### Description of the task
The line containing "use thiserror::Error;" marks the end: write out exactly every line from the first line of the data below through that line, and only those.

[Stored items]

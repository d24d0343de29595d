// src/error.rs
//! Error handling for the whole crate.
//!
//! - **Performance**: enum discriminant (cheap match), allocations *only* on error paths.
//! - **Placement**: every validation happens at construction time or at batch entry,
//!   never inside the per-plane / per-texel hot loops.
//! - **Extensible**: just add variants. Works with `?`, threads and async executors.

use thiserror::Error;

use crate::bounds::InstanceId;

/// Main error type: lightweight, `Send + Sync + 'static`.
#[derive(Error, Debug)]
#[non_exhaustive]
pub enum CullError {
    /// Malformed camera parameters (non-positive near/far, `near >= far`,
    /// FOV outside `(0, 180)`, non-positive aspect, non-finite inputs).
    #[error("invalid camera parameter `{field}`: {message}")]
    InvalidCamera {
        field: &'static str,
        message: String,
    },

    /// Malformed per-instance bounding data. Fails the whole batch call,
    /// never silently defaults to visible or culled.
    #[error("invalid bounds for instance {id}: {message}")]
    InvalidBounds { id: InstanceId, message: String },

    /// Occlusion depth grid with a zero side length.
    #[error("occlusion resolution must be non-zero, got {0}")]
    InvalidResolution(usize),

    /// Snapshot (de)serialization failure.
    #[error("snapshot codec error: {0}")]
    Snapshot(#[from] serde_json::Error),
}

impl CullError {
    /// Shorthand for a camera-parameter rejection.
    #[inline]
    pub fn camera<S: Into<String>>(field: &'static str, message: S) -> Self {
        Self::InvalidCamera {
            field,
            message: message.into(),
        }
    }

    /// Shorthand for a bounds rejection.
    #[inline]
    pub fn bounds<S: Into<String>>(id: InstanceId, message: S) -> Self {
        Self::InvalidBounds {
            id,
            message: message.into(),
        }
    }

    // === Kind checks (branch prediction friendly) ===

    #[inline]
    pub fn is_invalid_camera(&self) -> bool {
        matches!(self, CullError::InvalidCamera { .. })
    }

    #[inline]
    pub fn is_invalid_bounds(&self) -> bool {
        matches!(self, CullError::InvalidBounds { .. })
    }
}

/// Convenient `Result` alias, use `viscull::Result<T>` everywhere.
pub type Result<T> = std::result::Result<T, CullError>;
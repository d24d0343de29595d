// src/lib.rs
//! # viscull: CPU visibility culling for instanced 3D scenes
//!
//! Given a camera pose and a batch of per-object bounding proxies, decide
//! which objects are worth handing to the expensive rendering/instancing
//! path and which can be skipped. Pure geometry and math: no GPU, no I/O,
//! no scene graph. The host application owns the scene; this crate only
//! sees plain data.
//!
//! Pipeline, in fixed order with first-rejection-wins semantics:
//! 1. **Distance** – reject past a configurable range.
//! 2. **Frustum** – bounding-sphere test against six camera planes.
//! 3. **Small object** – reject below a screen-size fraction.
//!
//! An optional [`OcclusionCuller`] prepass can further reject survivors
//! hidden behind registered occluders, using a coarse CPU depth grid.
//!
//! ```
//! use glam::Vec3;
//! use viscull::{CullingConfig, CullingManager, InstanceBounds, InstanceId};
//!
//! # fn main() -> viscull::Result<()> {
//! let mut manager = CullingManager::new(CullingConfig::default());
//! manager.set_frustum_from_camera(
//!     Vec3::ZERO,           // position
//!     Vec3::NEG_Z,          // forward
//!     Vec3::Y,              // up
//!     Vec3::X,              // right
//!     60.0,                 // vertical fov, degrees
//!     16.0 / 9.0,           // aspect
//!     0.1,                  // near
//!     500.0,                // far
//! )?;
//!
//! let batch = [
//!     InstanceBounds::new(InstanceId(1), Vec3::new(0.0, 0.0, -5.0), 1.0).with_screen_size(0.25),
//!     InstanceBounds::new(InstanceId(2), Vec3::new(0.0, 0.0, 5.0), 1.0).with_screen_size(0.25),
//! ];
//! let result = manager.cull_instances(&batch)?;
//! assert_eq!(result.visible, vec![InstanceId(1)]);
//! # Ok(())
//! # }
//! ```
//!
//! All operations are synchronous and CPU-bound. `cull_instances` takes
//! `&self`, so batches can run concurrently as long as nobody mutates the
//! manager mid-batch; with the `parallel` feature the batch itself is
//! sharded across rayon workers.

pub mod bounds;
pub mod culling;
pub mod error;
pub mod frustum;
pub mod occlusion;
pub mod snapshot;

pub use bounds::{InstanceBounds, InstanceId};
pub use culling::{CullReason, CullingConfig, CullingManager, CullingResult, CullingStats};
pub use error::{CullError, Result};
pub use frustum::{Frustum, Plane};
pub use occlusion::OcclusionCuller;
pub use snapshot::{FrustumPlanes, GnInput};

### Exercise result
repository d24d0343de29595d
// src/error.rs
//! Error handling for the whole crate.
//!
//! - **Performance**: enum discriminant (cheap match), allocations *only* on error paths.
//! - **Placement**: every validation happens at construction time or at batch entry,
//!   never inside the per-plane / per-texel hot loops.
//! - **Extensible**: just add variants. Works with `?`, threads and async executors.

use thiserror::Error;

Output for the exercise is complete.